No, the president and his deputy aren’t equals

We keep lamenting that leaders turn out rogue almost immediately they are declared winners in elections. Yet despite the agonies, such leaders make us go through, we willingly repeat the same mistake of re-electing them every five years.

To this dilemma, British philosopher Bertrand Russel had an answer: “The whole problem with the world is that fools and fanatics are always so certain of themselves, and wiser people so full of doubts.”

Our society is an exemplification of this truism if only because elected leaders, the most certain of themselves, have so unerringly guided Kenya down the precipice. But this is not to say that all leaders fall in the same mould.

Kenya has produced a few good leaders in-between who would have made it a better place, but their contributions have always been swamped by bad leaders. Unfortunately, the misfits from the majority.

We are barely a few paces from the spot we were during colonial days. Negative ethnicity, which wasn’t even an issue in 1963, is the beacon for our politics.

Arguably, Kenyans are poorer today than they were at independence. Rampant corruption resulting from state capture has guaranteed that Kenyans barely afford quality medical care, let alone quality education that remains a preserve of a select few in society.

More than half a century post-independence, we should be able to look back and say it was worth the struggle, but the question is; was it? We continue to labour under the yoke of not only bad, but mediocre leadership.

A leadership that is temperament-driven and lacks focus having sprouted from unfocused political parties.

Persuade voters

The New York Times columnist and author Tom Wicker aptly said this of political parties, and nothing dissuades me from agreeing, that “our political parties exist for no other reason than to win power; they are not ideological debating societies designed to present a particular political philosophy and to persuade voters to accept it”.

The glaring split in the ruling Jubilee Party vindicates this observation. What is its ideology? When murmurs of serious rifts in Jubilee first surfaced circa March 2018, Deputy President William Ruto was vocal in refuting them; painting a picture of normalcy that fooled no one. But with the emergence of belligerent political gangs in Jubilee, the futility of pretending all well became apparent to all, so much that even the deputy president has since stopped claiming all was well.

Uncompromising positions have been taken to the detriment of our country because mediocre politicians force their petty differences to be shared by the common man.

Political gang wars have left some of our leaders groping in the dark, trying to find footing and something to hold on to in their panic as a mighty political whirlwind keeps tossing them in different directions, so much that they appear to have lost compass.

By chance, a few who have been clutching onto straw as the virulent current generated by the March 9, 2018 handshake threatened to swamp them, have found something a little bit more solid to hang on in their desperate bids to survive the torrent. That ‘solid thing’ happens to be Interior Cabinet Secretary Fred Matiang’i.

The crest

A few days ago, Dr Matiang’i ruffled feathers in some quarters when he publicly averred his allegiance was to the president; ideally, the ultimate appointing authority in the country. That is a fact that nobody should deign to argue against.

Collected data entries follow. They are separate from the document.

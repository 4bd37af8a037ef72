//! EWI USB device session
//!
//! A [`DeviceSession`] owns the MIDI channels of one opened device and runs
//! the configuration protocol over them:
//!
//! - single parameter writes as NRPN Control Change sequences,
//! - SysEx dump requests, answered asynchronously through the input
//!   callback and collected with a per-bank timeout,
//! - replay of previously captured dumps.
//!
//! Dump transfers are only accepted while the device is in edit mode.
//! [`DeviceSession::edit_mode`] returns a guard that leaves edit mode when
//! dropped, so the device is never left in edit mode on error or
//! cancellation.

mod queue;


pub use queue::DumpQueue;

use std::ops::{Deref, DerefMut};
use std::sync::atomic::{AtomicBool, Ordering};
use std::sync::Arc;
use std::thread;
use std::time::{Duration, Instant};

use tracing::{debug, error, info, warn};

use crate::catalog::{self, EDIT_MODE, EDIT_MODE_ENTER, EDIT_MODE_EXIT};
use crate::error::{Error, Result};
use crate::framer::{SysexFilter, SysexFramer};
use crate::midi::{format_hex, MidiMessage};
use crate::nrpn::{self, NrpnWord, Setting};
use crate::sysex::{SysexMessage, DEVICE_ID_ANY};
use crate::transport::{MidiSink, MidiSource};

/// Default time to wait for each dump bank
pub const DEFAULT_TIMEOUT: Duration = Duration::from_secs(5);

/// Receive queue polling granularity
pub const POLL_INTERVAL: Duration = Duration::from_millis(50);

/// Default MIDI channel (1-based)
pub const DEFAULT_CHANNEL: u8 = 1;

/// Banks requested by a dump
#[derive(Debug, Clone, Copy, Default, PartialEq, Eq)]
pub enum BankSet {
    /// Banks 0 and 2, which hold the user settings
    #[default]
    Settings,
    /// Banks 0-3; the purpose of banks 1 and 3 is unknown
    All,
}

impl BankSet {
    pub fn banks(&self) -> &'static [u8] {
        match self {
            BankSet::Settings => &[0, 2],
            BankSet::All => &[0, 1, 2, 3],
        }
    }
}

/// Shared flag interrupting a blocking dump wait
#[derive(Debug, Clone, Default)]
pub struct CancelToken(Arc<AtomicBool>);

impl CancelToken {
    pub fn new() -> Self {
        Self::default()
    }

    pub fn cancel(&self) {
        self.0.store(true, Ordering::SeqCst);
    }

    pub fn is_cancelled(&self) -> bool {
        self.0.load(Ordering::SeqCst)
    }
}

/// Session settings
#[derive(Debug, Clone)]
pub struct SessionConfig {
    /// SysEx device id (0x7F = any)
    pub device_id: u8,
    /// MIDI channel for NRPN writes (1-16)
    pub channel: u8,
    /// Time to wait for each dump bank
    pub timeout: Duration,
    pub poll_interval: Duration,
    pub cancel: CancelToken,
}

impl Default for SessionConfig {
    fn default() -> Self {
        Self {
            device_id: DEVICE_ID_ANY,
            channel: DEFAULT_CHANNEL,
            timeout: DEFAULT_TIMEOUT,
            poll_interval: POLL_INTERVAL,
            cancel: CancelToken::new(),
        }
    }
}

impl SessionConfig {
    pub fn validate(&self) -> Result<()> {
        if !(1..=16).contains(&self.channel) {
            return Err(Error::InvalidChannel(self.channel));
        }
        Ok(())
    }
}

/// Outcome of a dump request
#[derive(Debug, Clone, Default, PartialEq, Eq)]
pub struct DumpResult {
    /// Received frames, in request order
    pub frames: Vec<SysexMessage>,
    /// Banks that did not answer in time
    pub timed_out: Vec<u8>,
}

impl DumpResult {
    pub fn is_complete(&self) -> bool {
        self.timed_out.is_empty()
    }
}

/// Outcome of a batch of setting tokens
#[derive(Debug, Default)]
pub struct SettingsReport {
    pub applied: Vec<Setting>,
    /// Rejected tokens and why
    pub rejected: Vec<(String, Error)>,
}

/// An opened EWI USB
pub struct DeviceSession {
    output: Option<Box<dyn MidiSink>>,
    input: Option<Box<dyn MidiSource>>,
    config: SessionConfig,
    received: Arc<DumpQueue>,
}

impl DeviceSession {
    /// Bind the session to an output and an optional input channel.
    ///
    /// With an input, SysEx reception is enabled and EWI USB frames arriving
    /// on it are queued for [`request_dump`](Self::request_dump). On failure
    /// both channels are released.
    pub fn open(
        mut output: Box<dyn MidiSink>,
        input: Option<Box<dyn MidiSource>>,
        config: SessionConfig,
    ) -> Result<Self> {
        if let Err(e) = config.validate() {
            output.close();
            if let Some(mut input) = input {
                input.close();
            }
            return Err(e);
        }

        let mut session = Self {
            output: Some(output),
            input: None,
            config,
            received: Arc::new(DumpQueue::new()),
        };

        if let Some(mut input) = input {
            debug!("Enabling reception of SysEx messages");
            input.enable_sysex();

            debug!("Attaching MIDI input callback handler");
            let queue = session.received.clone();
            let mut framer = SysexFramer::with_filter(SysexFilter::EWI_USB);
            let attached = input.attach(Box::new(move |data: &[u8]| {
                for msg in framer.push_slice(data) {
                    debug!("Received SysEx message of {} bytes", msg.len());
                    queue.push(msg);
                }
            }));

            if let Err(e) = attached {
                input.close();
                return Err(e);
            }
            session.input = Some(input);
        }

        Ok(session)
    }

    pub fn config(&self) -> &SessionConfig {
        &self.config
    }

    pub fn device_id(&self) -> u8 {
        self.config.device_id
    }

    /// MIDI channel, 1-16
    pub fn channel(&self) -> u8 {
        self.config.channel
    }

    pub fn cancel_token(&self) -> CancelToken {
        self.config.cancel.clone()
    }

    /// Whether the output channel is still bound
    pub fn is_open(&self) -> bool {
        self.output.is_some()
    }

    /// Messages received but not yet taken by a dump request
    pub fn pending_dumps(&self) -> usize {
        self.received.len()
    }

    fn send_raw(&mut self, data: &[u8]) -> Result<()> {
        let output = self.output.as_deref_mut().ok_or(Error::NotConnected)?;
        output.send(data)
    }

    fn send_messages(&mut self, messages: &[MidiMessage]) -> Result<()> {
        for message in messages {
            let data = message.encode();
            self.send_raw(&data)?;
            debug!("Sent: {} | {}", format_hex(&data), message);
        }
        Ok(())
    }

    /// Send one SysEx frame verbatim.
    pub fn send_sysex(&mut self, msg: &SysexMessage) -> Result<()> {
        self.send_raw(msg.as_bytes())?;
        debug!("Sent SysEx: {}", msg);
        Ok(())
    }

    /// Send an NRPN write. No edit mode is needed; the device applies it at once.
    pub fn set_parameter(
        &mut self,
        address: impl Into<NrpnWord>,
        value: impl Into<NrpnWord>,
    ) -> Result<()> {
        let messages = nrpn::encode(self.config.channel - 1, address, value);
        self.send_messages(&messages)
    }

    /// Send a decoded setting.
    pub fn set(&mut self, setting: &Setting) -> Result<()> {
        info!("Sending {}", setting);
        let messages = setting.messages(self.config.channel - 1);
        self.send_messages(&messages)
    }

    /// Decode and send each `name=value` token.
    ///
    /// Tokens that fail to decode are reported and skipped; a transport
    /// failure or cancellation stops the batch.
    pub fn apply_settings<S: AsRef<str>>(&mut self, tokens: &[S]) -> Result<SettingsReport> {
        let mut report = SettingsReport::default();

        for token in tokens {
            self.check_cancelled()?;

            let token = token.as_ref();
            let sent = nrpn::parse_setting(token).and_then(|setting| {
                self.set(&setting)?;
                Ok(setting)
            });

            match sent {
                Ok(setting) => report.applied.push(setting),
                Err(e) if e.is_recoverable() => {
                    error!("{}", e);
                    report.rejected.push((token.to_string(), e));
                }
                Err(e) => return Err(e),
            }
        }

        Ok(report)
    }

    /// Send the factory default of every catalog parameter.
    pub fn apply_defaults(&mut self) -> Result<usize> {
        let mut count = 0;
        for (parameter, value) in catalog::factory_defaults() {
            self.check_cancelled()?;
            info!("Resetting {} ({}) to {}", parameter.name, parameter.address, value);
            self.set_parameter(parameter.address, NrpnWord::MsbOnly(value))?;
            count += 1;
        }
        Ok(count)
    }

    pub fn enter_edit_mode(&mut self) -> Result<()> {
        debug!("Entering edit mode");
        self.set_parameter(EDIT_MODE, NrpnWord::MsbOnly(EDIT_MODE_ENTER))
    }

    pub fn exit_edit_mode(&mut self) -> Result<()> {
        debug!("Leaving edit mode");
        self.set_parameter(EDIT_MODE, NrpnWord::MsbOnly(EDIT_MODE_EXIT))
    }

    /// Enter edit mode for the lifetime of the returned guard.
    pub fn edit_mode(&mut self) -> Result<EditMode<'_>> {
        self.enter_edit_mode()?;
        Ok(EditMode {
            session: self,
            active: true,
        })
    }

    /// Request a settings dump and collect the answers.
    ///
    /// Each bank gets its own timeout; banks that do not answer are listed
    /// in [`DumpResult::timed_out`] and the next bank is requested.
    /// If the cancel token fires while waiting, edit mode is left, the
    /// session is closed and [`Error::Cancelled`] is returned.
    pub fn request_dump(&mut self, banks: BankSet) -> Result<DumpResult> {
        let collected = {
            let mut edit = self.edit_mode()?;
            let collected = edit.collect_dumps(banks);

            // Keep the frames even if the device did not take the exit command
            if collected.is_ok() {
                if let Err(e) = edit.finish() {
                    warn!("Failed to leave edit mode: {}", e);
                }
            }
            collected
        };

        if let Err(Error::Cancelled) = collected {
            self.close();
        }
        collected
    }

    fn collect_dumps(&mut self, banks: BankSet) -> Result<DumpResult> {
        let mut result = DumpResult::default();

        info!("Requesting dumps. Waiting to receive...");
        for &bank in banks.banks() {
            let request = SysexMessage::dump_request(self.config.device_id, bank);
            self.send_sysex(&request)?;

            match self.wait_for_dump(bank)? {
                Some(msg) => {
                    info!("Received dump for bank {} ({} bytes)", bank, msg.len());
                    result.frames.push(msg);
                }
                None => {
                    error!("{}", Error::DumpTimeout { bank });
                    result.timed_out.push(bank);
                }
            }
        }

        Ok(result)
    }

    fn wait_for_dump(&self, bank: u8) -> Result<Option<SysexMessage>> {
        let start = Instant::now();

        loop {
            if let Some(msg) = self.received.pop() {
                return Ok(Some(msg));
            }
            if self.config.cancel.is_cancelled() {
                info!("Dump request cancelled while waiting for bank {}", bank);
                return Err(Error::Cancelled);
            }
            if start.elapsed() > self.config.timeout {
                return Ok(None);
            }
            thread::sleep(self.config.poll_interval);
        }
    }

    /// Replay dump frames verbatim inside edit mode.
    ///
    /// A failing send stops the replay; edit mode is left either way. The
    /// cancel token is checked before each frame; on cancellation the
    /// session is closed and [`Error::Cancelled`] returned.
    pub fn send_dump(&mut self, frames: &[SysexMessage]) -> Result<()> {
        let sent = self.replay(frames);
        if let Err(Error::Cancelled) = sent {
            self.close();
        }
        sent
    }

    fn replay(&mut self, frames: &[SysexMessage]) -> Result<()> {
        let mut edit = self.edit_mode()?;

        for msg in frames {
            edit.check_cancelled()?;
            info!("Sending SysEx message with {} bytes.", msg.len());
            edit.send_sysex(msg)?;
        }

        edit.finish()
    }

    fn check_cancelled(&self) -> Result<()> {
        if self.config.cancel.is_cancelled() {
            return Err(Error::Cancelled);
        }
        Ok(())
    }

    /// Release both channels. Safe to call more than once.
    pub fn close(&mut self) {
        if let Some(mut output) = self.output.take() {
            output.close();
        }
        if let Some(mut input) = self.input.take() {
            input.close();
        }
    }
}

impl Drop for DeviceSession {
    fn drop(&mut self) {
        self.close();
    }
}

/// Edit mode guard; leaves edit mode when dropped
pub struct EditMode<'a> {
    session: &'a mut DeviceSession,
    active: bool,
}

impl EditMode<'_> {
    /// Leave edit mode now, reporting failure.
    pub fn finish(mut self) -> Result<()> {
        self.active = false;
        self.session.exit_edit_mode()
    }
}

impl Deref for EditMode<'_> {
    type Target = DeviceSession;

    fn deref(&self) -> &DeviceSession {
        self.session
    }
}

impl DerefMut for EditMode<'_> {
    fn deref_mut(&mut self) -> &mut DeviceSession {
        self.session
    }
}

impl Drop for EditMode<'_> {
    fn drop(&mut self) {
        if self.active {
            if let Err(e) = self.session.exit_edit_mode() {
                warn!("Failed to leave edit mode: {}", e);
            }
        }
    }
}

Those propping the argument that the presidency is dual miss the point by a mile. First, whoever offers him/herself for the presidency chooses a running mate. That fact alone debunks any illusion of equality.

Even in marriages ordained by God, the man ranks a notch higher than the wife, notwithstanding that they become a single entity upon marriage; and the Bible affirms it.

Second, not having been on the ballot paper, hence not having been independently voted for, a deputy president merely rides on the crest of the wave created by the president’s boat.

Just because a caveat was put in the constitution to accord the deputy president security of tenure given his vulnerable position doesn’t make him equal to the president. In any case, the DP takes directions from the president. Where then is the equality?

Former American astrologer Carl Sagan opined that: “In science, it often happens that scientists say, ‘you know that’s a really good argument; my position is mistaken’, and then they would actually change their minds and you never hear that old view from them again.

“They really do it. It doesn’t happen as often as it should, because scientists are human and change is sometimes painful. But it happens every day. I cannot recall the last time something like that happened in politics”.

How about the belligerent Tangatanga squad proving Carl Sagan wrong?